Выбрать главу

Ты ведь знаешь, что весь дом держится на мне, что моя голова всему ответчица, стоит твоему брату Менахем-Мендлу к чему-либо прикоснуться — и убыток налицо. Деревянные руки у него, у этого рохли! Такой уж человек — ни богу, ни людям. Пальцем о палец не ударит, пустое место! А тут приходит доктор и говорит, что селезенка у меня растет в ширину, этого еще недоставало, и, да смилуется над нами бог, опасность велика. Ты же превращаешь меня в счастливую богачку, раскошеливайся для тебя, и все тут…

Дорогая невестка, у тебя сердце татарина, а не еврейки, определенно говорю. Ты просто безжалостный человек! И вообще мы сыты по горло твоими милыми посланиями, хватит! Смотри же, непременно приезжай на свадьбу, которая, бог даст, теперь уже состоится соврем скоро. Точно когда не могу сказать; не хочу брать это на себя. Вот Менахем-Мендл съездит к цадику и посоветуется, когда быть свадьбе, в добрый час, и я тебе сообщу. Подарков никаких не надо. И без того ты и твой просвещенный муж, долгие годы ему, будете у меня желанными гостями, я усажу вас на самые почетные места. Невеста тоже очень и очень просит вас приехать, только, чтоб вы прилично вели себя, не забывали, упаси бог, где находитесь, чтоб нам не приходилось за вас краснеть.

Передай привет мужу и ребенку, да пошлет ему бог исцеление.

От меня, твоей невестки

Хаве-Гитл.

2

Четыре письма, полученных Ханой от ее мужа Шмуел-Мойше.

Первое письмо

Моей любимой жене госпоже Хане, да продлит бог ее годы.

Когда это письмо попадет к тебе в руки, я, твой муж Шмуел-Мойше, буду далеко. Не обессудь, прости, не по доброй воле я оставил тебя. Дальше так продолжаться не могло. Я всей душой чувствовал, что надеяться не на что, и жизнь стала мне невыносимой. Приданое мы съели, наследство проглотил твой брат-злодей, пока между вами шла переписка, он перевел дом на имя свата, найти себе дело я не мог, не было средств. Оставалось или, не приведи господь, повеситься, как повесился портной Мойше, или же бежать в Америку. Я выбрал последнее: пусть хоть царство небесное не потеряю. В Америке я бездельником не смогу оставаться, для Америки я не «сокровище». В поте лица, собственными руками я буду добывать свой хлеб, и господь в своем великом милосердии благословит мои десять пальцев, а может быть, на твою торговлю луком тоже снизойдет благодать, и мы снова соединимся — я приеду к тебе или ты ко мне. Аминь, да исполнится воля господня.

Очень прошу тебя, моя милая, добрая Хана, не огорчаться, не плакать. Ты прекрасно знаешь, что меня побудило уехать только отсутствие работы, нужда! Ты мне супруга, и я тебе супруг, и оба мы привязаны к ребенку, долгой жизни ему и здоровья… Была бы в доме хоть корка хлеба, я бы на такое не решился. Может быть, когда до твоего брата-злодея дойдет, будто я тебя оставил, его каменное сердце смягчится, он сжалится над тобой и пришлет несколько рублей для дела…

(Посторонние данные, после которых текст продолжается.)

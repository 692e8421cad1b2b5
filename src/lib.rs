use std::collections::HashMap;
use std::fs;
use std::path::Path;
use std::str::FromStr;

use log::{debug, info, warn};
use rand::{RngCore, SeedableRng};
use rand_distr::{Binomial, Distribution};
use rayon::prelude::*;
use rayon::ThreadPoolBuilder;
use thiserror::Error;

const AVOGADRO: f64 = 6.02214076e23;
const NEIGHBORS_PER_TET: usize = 4;
// Relative drift allowed between the cached total propensity and a fresh
// recomputation before the group sums are rebuilt.
const TOTAL_PROPENSITY_REL_TOL: f64 = 1e-9;

pub type Result<T> = std::result::Result<T, SolverError>;

#[derive(Debug, Error)]
pub enum SolverError {
    #[error("i/o error: {0}")]
    Io(#[from] std::io::Error),
    #[error("parse error: {0}")]
    Parse(String),
    #[error("shape invariant violated: {0}")]
    Shape(String),
    #[error("numeric invariant violated: {0}")]
    Numeric(String),
    #[error("sampling inconsistency: {0}")]
    Sampling(String),
    #[error("invalid argument: {0}")]
    InvalidArgument(String),
    #[error("thread pool error: {0}")]
    ThreadPool(String),
}

// ---------------------------------------------------------------------------
// RNG and sampling primitives
// ---------------------------------------------------------------------------

const MT_N: usize = 624;
const MT_M: usize = 397;
const MT_MATRIX_A: u32 = 0x9908_b0df;
const MT_UPPER_MASK: u32 = 0x8000_0000;
const MT_LOWER_MASK: u32 = 0x7fff_ffff;

/// 32-bit Mersenne-Twister generator (MT19937), wired into the `rand`
/// ecosystem through `RngCore` so distribution samplers can drive it.
#[derive(Clone)]
pub struct Mt19937 {
    state: [u32; MT_N],
    index: usize,
}

impl Mt19937 {
    pub fn new(seed: u32) -> Self {
        let mut state = [0u32; MT_N];
        state[0] = seed;
        for i in 1..MT_N {
            state[i] = 1_812_433_253u32
                .wrapping_mul(state[i - 1] ^ (state[i - 1] >> 30))
                .wrapping_add(i as u32);
        }
        Self {
            state,
            index: MT_N,
        }
    }

    fn twist(&mut self) {
        for i in 0..MT_N {
            let y = (self.state[i] & MT_UPPER_MASK) | (self.state[(i + 1) % MT_N] & MT_LOWER_MASK);
            let mut next = self.state[(i + MT_M) % MT_N] ^ (y >> 1);
            if y & 1 == 1 {
                next ^= MT_MATRIX_A;
            }
            self.state[i] = next;
        }
        self.index = 0;
    }
}

impl RngCore for Mt19937 {
    fn next_u32(&mut self) -> u32 {
        if self.index >= MT_N {
            self.twist();
        }
        let mut y = self.state[self.index];
        self.index += 1;
        y ^= y >> 11;
        y ^= (y << 7) & 0x9d2c_5680;
        y ^= (y << 15) & 0xefc6_0000;
        y ^ (y >> 18)
    }

    fn next_u64(&mut self) -> u64 {
        let lo = self.next_u32() as u64;
        let hi = self.next_u32() as u64;
        (hi << 32) | lo
    }

    fn fill_bytes(&mut self, dest: &mut [u8]) {
        for chunk in dest.chunks_mut(4) {
            let bytes = self.next_u32().to_le_bytes();
            chunk.copy_from_slice(&bytes[..chunk.len()]);
        }
    }

    fn try_fill_bytes(&mut self, dest: &mut [u8]) -> std::result::Result<(), rand::Error> {
        self.fill_bytes(dest);
        Ok(())
    }
}

impl SeedableRng for Mt19937 {
    type Seed = [u8; 4];

    fn from_seed(seed: [u8; 4]) -> Self {
        Self::new(u32::from_le_bytes(seed))
    }
}

/// Uniform draw on the unit interval, `(raw - raw_min) / (raw_max - raw_min)`
/// over the generator's full 32-bit range.
#[inline]
pub fn draw_uniform<R: RngCore>(rng: &mut R) -> f64 {
    rng.next_u32() as f64 * (1.0 / u32::MAX as f64)
}

/// Stochastic rounding: `floor(x) + 1` with probability `x - floor(x)`,
/// `floor(x)` otherwise, so the expected value equals `x`. Does not advance
/// the generator when `x` is already integral.
#[inline]
pub fn rand_round<R: RngCore>(x: f64, rng: &mut R) -> i32 {
    debug_assert!(x >= 0.0);
    let floor = x.floor();
    let frac = x - floor;
    if frac > 0.0 && draw_uniform(rng) < frac {
        floor as i32 + 1
    } else {
        floor as i32
    }
}

/// Binomial draw B(n, p) with the degenerate cases resolved before
/// delegating to the distribution sampler.
#[inline]
pub fn binomial<R: RngCore>(n: i32, p: f64, rng: &mut R) -> i32 {
    if n <= 0 || p <= 0.0 {
        return 0;
    }
    if p >= 1.0 {
        return n;
    }
    // n > 0 and p in (0, 1): construction cannot fail.
    Binomial::new(n as u64, p)
        .map(|d| d.sample(rng) as i32)
        .unwrap_or(0)
}

fn derive_seed(seed: Option<u64>, instance: u64) -> u64 {
    const GOLDEN_GAMMA: u64 = 0x9E37_79B9_7F4A_7C15;
    let base = seed.unwrap_or(0xD1FF_5EED_BA5E_CAFE);
    let mut z = base ^ (instance.wrapping_mul(GOLDEN_GAMMA));
    // SplitMix64
    z = z.wrapping_add(GOLDEN_GAMMA);
    let mut result = z;
    result = (result ^ (result >> 30)).wrapping_mul(0xBF58_476D_1CE4_E5B9);
    result = (result ^ (result >> 27)).wrapping_mul(0x94D0_49BB_1331_11EB);
    result ^ (result >> 31)
}

// ---------------------------------------------------------------------------
// Tetrahedral mesh and per-(species, tet) state
// ---------------------------------------------------------------------------

/// Raw mesh geometry as read from a mesh file, before validation.
#[derive(Clone, Debug, Default)]
pub struct MeshGeometry {
    pub volumes: Vec<f64>,
    pub neighbors: Vec<i32>,
    pub shapes: Vec<f64>,
}

/// Mesh plus molecular state, stored as flat arrays. Per-(species, tet)
/// arrays are species-major: address `s * n_tets + i`.
#[derive(Debug)]
pub struct TetMesh {
    n_tets: usize,
    n_species: usize,
    volumes: Vec<f64>,
    neighbors: Vec<i32>,
    shapes: Vec<f64>,
    shape_sums: Vec<f64>,
    mol_counts: Vec<i32>,
    buckets: Vec<i32>,
    occupancies: Vec<f64>,
    occupancy_times: Vec<f64>,
}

Что я могу тебе еще сказать, моя золотая Хана? Мысль уехать одному, без тебя и ребенка, мне не раз приходила в голову и раньше. Я давно уже убедился, что другого выхода нет. День и ночь я об этом думал, и когда молился, и когда читал священные книги. Я только ждал, чтоб ребенок поправился. Когда же ребенку стало немного лучше, у меня все не хватало духу сказать тебе о своем намерении отправиться куда глаза глядят. Я боялся, что ты меня не пустишь, а я не смогу пойти против твоей воли. И я все таил в себе, страдал втихомолку. Но третьего дня, когда ты принесла фунт хлеба и, уверяя, будто сама перекусила у соседей, поделила его между мной и ребенком, я узнал по твоему лицу, которое то краснело, то бледнело, так как ты по природе своей не умеешь обманывать, что ты сказала неправду, что и крошки не было у тебя во рту, вот тогда я понял, как велика моя вина перед тобой. Мне казалось, что не хлеб я ем, а твою живую плоть, и не чаем запиваю его, а кровь твою пью. У меня вдруг открылись глаза; я ощутил себя великим грешником. Но сказать о своем намерении все же не решился и тайком сбежал от тебя.